##### Task data #####

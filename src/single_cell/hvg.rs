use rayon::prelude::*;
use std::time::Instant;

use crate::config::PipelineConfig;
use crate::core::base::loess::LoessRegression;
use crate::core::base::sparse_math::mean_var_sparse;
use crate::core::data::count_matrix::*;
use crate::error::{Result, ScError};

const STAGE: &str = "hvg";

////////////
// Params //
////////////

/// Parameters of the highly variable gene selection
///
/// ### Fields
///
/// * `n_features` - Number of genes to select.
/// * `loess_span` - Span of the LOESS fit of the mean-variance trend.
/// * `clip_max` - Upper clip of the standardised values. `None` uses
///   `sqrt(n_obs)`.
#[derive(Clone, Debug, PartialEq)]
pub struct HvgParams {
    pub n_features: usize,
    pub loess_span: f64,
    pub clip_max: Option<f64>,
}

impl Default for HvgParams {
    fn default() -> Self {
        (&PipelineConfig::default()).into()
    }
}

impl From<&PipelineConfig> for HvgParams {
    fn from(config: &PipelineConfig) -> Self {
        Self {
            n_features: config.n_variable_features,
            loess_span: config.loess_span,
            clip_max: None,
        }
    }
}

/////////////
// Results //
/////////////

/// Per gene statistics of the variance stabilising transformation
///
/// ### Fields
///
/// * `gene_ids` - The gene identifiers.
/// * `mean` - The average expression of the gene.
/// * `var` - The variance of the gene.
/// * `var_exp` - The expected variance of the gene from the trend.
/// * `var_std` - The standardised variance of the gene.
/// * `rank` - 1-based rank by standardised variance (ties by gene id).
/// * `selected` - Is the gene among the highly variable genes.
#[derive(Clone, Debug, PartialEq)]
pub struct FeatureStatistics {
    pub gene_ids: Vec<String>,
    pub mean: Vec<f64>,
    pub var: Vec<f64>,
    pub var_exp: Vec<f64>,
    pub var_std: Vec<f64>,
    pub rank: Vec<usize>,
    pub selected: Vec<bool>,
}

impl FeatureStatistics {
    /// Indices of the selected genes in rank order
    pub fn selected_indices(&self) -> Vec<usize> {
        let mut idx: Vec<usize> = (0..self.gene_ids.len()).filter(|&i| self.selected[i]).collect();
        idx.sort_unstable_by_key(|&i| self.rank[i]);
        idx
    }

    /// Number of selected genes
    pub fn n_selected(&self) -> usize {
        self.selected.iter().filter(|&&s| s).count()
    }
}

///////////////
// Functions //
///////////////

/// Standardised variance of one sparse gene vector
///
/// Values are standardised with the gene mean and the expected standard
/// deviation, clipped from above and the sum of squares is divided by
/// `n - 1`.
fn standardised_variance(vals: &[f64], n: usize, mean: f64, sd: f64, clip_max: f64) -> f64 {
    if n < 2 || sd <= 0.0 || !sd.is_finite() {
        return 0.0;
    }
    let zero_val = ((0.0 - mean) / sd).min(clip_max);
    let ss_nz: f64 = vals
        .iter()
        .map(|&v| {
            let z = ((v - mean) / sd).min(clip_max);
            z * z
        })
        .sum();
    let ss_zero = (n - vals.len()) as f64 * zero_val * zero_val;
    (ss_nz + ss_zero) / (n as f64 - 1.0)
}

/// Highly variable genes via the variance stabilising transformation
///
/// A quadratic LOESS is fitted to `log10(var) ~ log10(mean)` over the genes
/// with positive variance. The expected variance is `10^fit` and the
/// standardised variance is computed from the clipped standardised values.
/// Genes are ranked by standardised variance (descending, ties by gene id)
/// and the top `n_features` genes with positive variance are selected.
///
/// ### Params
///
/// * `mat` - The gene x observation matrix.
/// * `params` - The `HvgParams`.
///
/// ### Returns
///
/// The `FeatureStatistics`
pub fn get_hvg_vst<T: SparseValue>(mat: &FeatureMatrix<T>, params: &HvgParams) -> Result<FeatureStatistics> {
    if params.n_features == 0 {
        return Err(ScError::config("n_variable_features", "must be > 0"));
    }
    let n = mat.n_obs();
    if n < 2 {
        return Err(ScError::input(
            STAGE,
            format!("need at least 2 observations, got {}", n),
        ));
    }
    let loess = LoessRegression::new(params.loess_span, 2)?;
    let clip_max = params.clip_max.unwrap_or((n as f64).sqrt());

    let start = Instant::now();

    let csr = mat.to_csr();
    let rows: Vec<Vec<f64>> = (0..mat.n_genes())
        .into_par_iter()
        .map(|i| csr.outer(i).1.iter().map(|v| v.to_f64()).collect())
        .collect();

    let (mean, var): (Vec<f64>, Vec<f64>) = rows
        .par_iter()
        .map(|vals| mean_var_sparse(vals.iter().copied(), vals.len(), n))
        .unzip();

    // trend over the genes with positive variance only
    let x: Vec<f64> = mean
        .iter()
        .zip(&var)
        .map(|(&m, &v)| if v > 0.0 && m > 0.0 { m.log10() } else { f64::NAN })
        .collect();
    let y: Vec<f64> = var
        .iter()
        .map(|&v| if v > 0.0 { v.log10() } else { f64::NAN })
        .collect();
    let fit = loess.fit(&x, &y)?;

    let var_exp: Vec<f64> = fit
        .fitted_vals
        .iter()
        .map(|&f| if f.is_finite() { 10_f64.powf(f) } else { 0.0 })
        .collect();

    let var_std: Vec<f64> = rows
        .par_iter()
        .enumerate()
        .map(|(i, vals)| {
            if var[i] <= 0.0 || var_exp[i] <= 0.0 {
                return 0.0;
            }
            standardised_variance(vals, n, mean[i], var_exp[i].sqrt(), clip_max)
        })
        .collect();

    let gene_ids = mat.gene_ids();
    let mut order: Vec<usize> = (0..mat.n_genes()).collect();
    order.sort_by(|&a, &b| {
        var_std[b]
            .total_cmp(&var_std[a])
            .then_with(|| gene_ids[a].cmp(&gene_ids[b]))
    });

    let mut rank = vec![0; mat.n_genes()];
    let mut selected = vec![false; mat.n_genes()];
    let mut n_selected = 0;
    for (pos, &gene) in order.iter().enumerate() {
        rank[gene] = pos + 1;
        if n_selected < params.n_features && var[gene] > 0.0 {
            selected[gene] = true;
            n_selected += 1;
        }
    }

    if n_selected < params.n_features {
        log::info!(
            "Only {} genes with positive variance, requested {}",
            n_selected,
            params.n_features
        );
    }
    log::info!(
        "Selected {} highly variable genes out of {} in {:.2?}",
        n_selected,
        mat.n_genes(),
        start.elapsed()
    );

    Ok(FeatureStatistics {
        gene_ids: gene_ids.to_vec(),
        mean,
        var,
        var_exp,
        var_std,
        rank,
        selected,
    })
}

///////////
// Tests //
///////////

#####

=== About this exercise ===
Line count for "rows": count the lines in the records above that contain this word, and write only the number.

=== Answer for this exercise ===
3